Resveratrol-loaded biopolymer core–shell nanoparticles: bioavailability and anti-inflammatory effects

Abstract

The cellular uptake and simulated intestinal wall transportation of resveratrol-loaded zein/pectin nanoparticles were assessed using Caco-2 cells and monolayers, respectively. The oral bioavailabilities of encapsulated (En-RES) and free (RES) resveratrol were evaluated by monitoring the resveratrol concentration in rat plasma after oral administration. The impact of encapsulation on the anti-inflammatory activity of the resveratrol was determined using lipopolysaccharide (LPS)-treated RAW 264.7 macrophages. The cellular uptake of encapsulated resveratrol increased appreciably with observation time (1–4 h), reaching a maximum value (≈1.06 μg mL⁻¹) after 2 h, whereas that of free resveratrol (in DMSO) only increased slightly, reaching 0.62 μg mL⁻¹ after 4 h.

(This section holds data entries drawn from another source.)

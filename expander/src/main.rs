//! 模拟器模式下的中继器：用脚本化的上位机和下级传感器跑一轮发现和一次数据查询。

use common::hal::simulator::SimHardware;
use common::hal::Hardware;
use common::protocol::{ChunkId, ChunkType, Command, DeviceType, Header, Packet, BROADCAST_UID, HEADER_SIZE};
use common::utils::{Crc16, CrcService};
use expander::{AuraEngine, ExpanderConfig};

const EXPANDER_UID: u32 = 0xE000_0001;
const SENSOR_UID: u32 = 0x5E00_0077;
const SENSOR_PORT: usize = 2;

type Engine = AuraEngine<SimHardware, Crc16, 4>;

fn main() {
    println!("启动 AURA 中继器（模拟器模式）");

    let hardware = SimHardware::new(EXPANDER_UID, 4);
    let mut engine: Engine = AuraEngine::new(hardware, Crc16, ExpanderConfig::default());
    engine.start();

    // 上位机发起一轮发现
    let whoami = sealed(Packet::new(Header::new(1, BROADCAST_UID, BROADCAST_UID, Command::ReqWhoami as u16)));
    deliver(&mut engine, 0, &whoami);
    engine.poll();
    drain_downlinks(&mut engine);
    print_uplink(&mut engine);

    // 下级水浸传感器应答
    let mut answer = Packet::new(Header::new(2, SENSOR_UID, BROADCAST_UID, Command::AnsWhoami as u16));
    let _ = answer.append_chunk(ChunkId::Type as u8, ChunkType::U32, &(DeviceType::WetSens as u32).to_le_bytes());
    deliver(&mut engine, SENSOR_PORT, &sealed(answer));
    engine.on_send_complete(0);
    engine.poll();
    print_uplink(&mut engine);

    // 定向查询传感器数据，只应转发到传感器所在端口
    let request = sealed(Packet::new(Header::new(3, BROADCAST_UID, SENSOR_UID, Command::ReqData as u16)));
    deliver(&mut engine, 0, &request);
    engine.on_send_complete(0);
    engine.poll();
    drain_downlinks(&mut engine);

    println!("统计: {:?}", engine.stats());
}

fn sealed(mut packet: Packet) -> Packet {
    packet.seal(&Crc16);
    packet
}

/// 按“帧头 + 负载”两次接收完成的顺序喂给引擎
fn deliver(engine: &mut Engine, port: usize, packet: &Packet) {
    let bytes = packet.as_bytes();
    engine.on_receive_complete(port, &bytes[..HEADER_SIZE]);
    engine.on_receive_complete(port, &bytes[HEADER_SIZE..]);
}

fn drain_downlinks(engine: &mut Engine) {
    for port in 1..4 {
        for frame in engine.hardware_mut().transport().take_sent(port) {
            println!("下行口 {} 转发 {} 字节", port, frame.len());
            engine.on_send_complete(port);
        }
    }
}

fn print_uplink(engine: &mut Engine) {
    for frame in engine.hardware_mut().transport().take_sent(0) {
        match Packet::from_frame(&frame) {
            Ok(packet) => {
                let header = packet.header();
                println!(
                    "上行发送 cmd={} cnt={} src={:#x} dest={:#x} crc_ok={}",
                    header.cmd,
                    header.cnt,
                    header.uid_src,
                    header.uid_dest,
                    Crc16.validate(packet.as_bytes())
                );
                for chunk in packet.chunks() {
                    println!("  chunk id={} type={} value={:?}", chunk.id, chunk.ty, chunk.decode());
                }
            }
            Err(e) => println!("上行帧无法解析: {}", e),
        }
    }
}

The transmembrane transport of En-RES was significantly higher than that of RES (p < 0.05): the resveratrol concentration in the receiving compartment of Costar trans-wells was 4.7-fold higher for the encapsulated resveratrol. The resveratrol concentration in the plasma of rats was measured after they were fed formulations containing a resveratrol equivalent of 20 mg per kg bodyweight. The plasma level reached a maximum value of 1.35 ± 0.26 μg mL⁻¹ at 4 h after feeding the En-RES formulation, and then decreased to 0.19 ± 0.04 μg mL⁻¹ after 48 h. Conversely, the plasma level only reached a maximum value of 0.31 ± 0.05 μg mL⁻¹ at 0.5 h after feeding the free resveratrol formulation (an aqueous PEG 400 solution), and was totally cleared after 8 h. Cell culture studies suggested that En-RES exhibited a strong anti-inflammatory activity by inhibiting the production of NO, PGE₂, IL-1β, IL-6, TNF-α, promoting IL-10 release, inhibiting expression of TLR4, and inhibiting phosphorylation of JNK, ERK1/2, p38 and MAPK. Overall, this research suggests that zein-pectin core/shell nanoparticles are a highly effective delivery system for resveratrol, significantly increasing its bioavailability and anti-inflammation activity. These oral delivery systems may be particularly suitable for applications in functional foods or pharmaceuticals.